Pierre-Paul Prud’hon’s Justice and Divine Vengeance Pursuing Crime masterfully captures a crime scene.
Standing out at the bottom of the painting is the victim of a brutal robbery, with blood still seeping from a wound in his chest. To the left we see the perpetrator (Crime) fleeing the scene with the victim’s belongings in his arms. With his gaze on the corpse, Crime remains oblivious to the figure of Divine Vengeance above, who has sought him out. The personification of Vengeance is depicted looking back at another personification (of Justice), who carries a sword in her right hand poised and ready to strike the night robber.
Prud’hon’s depiction of Crime, who comes at night to perform his wicked deeds, illuminates two aspects of Obadiah’s prophecy: Edom’s crimes against Judah, and God’s punishment of Edom. When the Babylonians sacked and exiled Judah in 586 BCE, Edom was at their side pillaging and reoccupying the deserted Judaean villages, acting like thieves in the night, lying concealed under cover of the Babylonian army. Like to Prud’hon’s thief, Edom attacked and pillaged a helpless victim, believing it could escape punishment. The other aspect of Obadiah’s prophecy concerns God’s punishment of Edom. Here, Obadiah employs the image of the thief in the night: verse 5 says, ‘If thieves came to you, if plunderers by night—how you have been destroyed!’.

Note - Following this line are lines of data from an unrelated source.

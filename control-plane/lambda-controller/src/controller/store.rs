//! Where reconcile results are written: the object's status subresource,
//! its finalizer list, and the event stream.

use std::marker::PhantomData;

use async_trait::async_trait;
use kube::api::{Api, Patch, PatchParams};
use kube::runtime::events::{Recorder, Reporter};
use kube::{Client, Resource, ResourceExt};
use serde_json::{Value, json};
use tracing::trace;

use super::events::{LifecycleEvent, emit_event};
use super::ReconcileErr;
use crate::crd::AckResource;

#[async_trait]
pub trait StatusSink<K: AckResource>: Send + Sync {
    /// Apply a JSON merge patch to `.status`.
    async fn patch_status(&self, obj: &K, patch: Value) -> Result<(), ReconcileErr>;
    async fn set_finalizers(
        &self,
        obj: &K,
        finalizers: Vec<String>,
    ) -> Result<(), ReconcileErr>;
    async fn publish(&self, obj: &K, event: LifecycleEvent);
}

pub struct KubeSink<K> {
    client: Client,
    recorder: Recorder,
    _kind: PhantomData<fn() -> K>,
}

impl<K> KubeSink<K> {
    pub fn new(client: Client, controller: &str) -> Self {
        let reporter = Reporter {
            controller: controller.to_string(),
            instance: std::env::var("POD_NAME").ok(),
        };
        Self {
            recorder: Recorder::new(client.clone(), reporter),
            client,
            _kind: PhantomData,
        }
    }

    fn api(&self, obj: &K) -> Api<K>
    where
        K: AckResource,
    {
        let ns = obj.namespace().unwrap_or_else(|| "default".to_string());
        Api::namespaced(self.client.clone(), &ns)
    }
}

#[async_trait]
impl<K: AckResource> StatusSink<K> for KubeSink<K> {
    async fn patch_status(&self, obj: &K, patch: Value) -> Result<(), ReconcileErr> {
        let name = obj.name_any();
        trace!(%name, %patch, "patching status");
        let body = json!({ "status": patch });
        self.api(obj)
            .patch_status(&name, &PatchParams::default(), &Patch::Merge(&body))
            .await?;
        Ok(())
    }

    async fn set_finalizers(
        &self,
        obj: &K,
        finalizers: Vec<String>,
    ) -> Result<(), ReconcileErr> {
        let name = obj.name_any();
        let patch = json!({"metadata": {"finalizers": finalizers}});
        self.api(obj)
            .patch(&name, &PatchParams::default(), &Patch::Merge(&patch))
            .await?;
        Ok(())
    }

    async fn publish(&self, obj: &K, event: LifecycleEvent) {
        emit_event(&self.recorder, &obj.object_ref(&()), &event).await;
    }
}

Together, these two perspectives highlight the ancient concept of lex talionis. Present in the New Testament (see Matthew 7:2) and Rabbinic literature (Mishnah Sotah 1:7), this is the principle of measure for measure: with the same measure a sin or crime is committed, the perpetrator is punished. Edom acted as a thief in the night, plundering its neighbours, and as equal recompense, it too would be plundered, as indicated in Obadiah 6: ‘How Esau has been pillaged’.
Hill, Andrew E., and John H. Walton. 2009. A Survey of the Old Testament (Grand Rapids: Zondervan Publishing House)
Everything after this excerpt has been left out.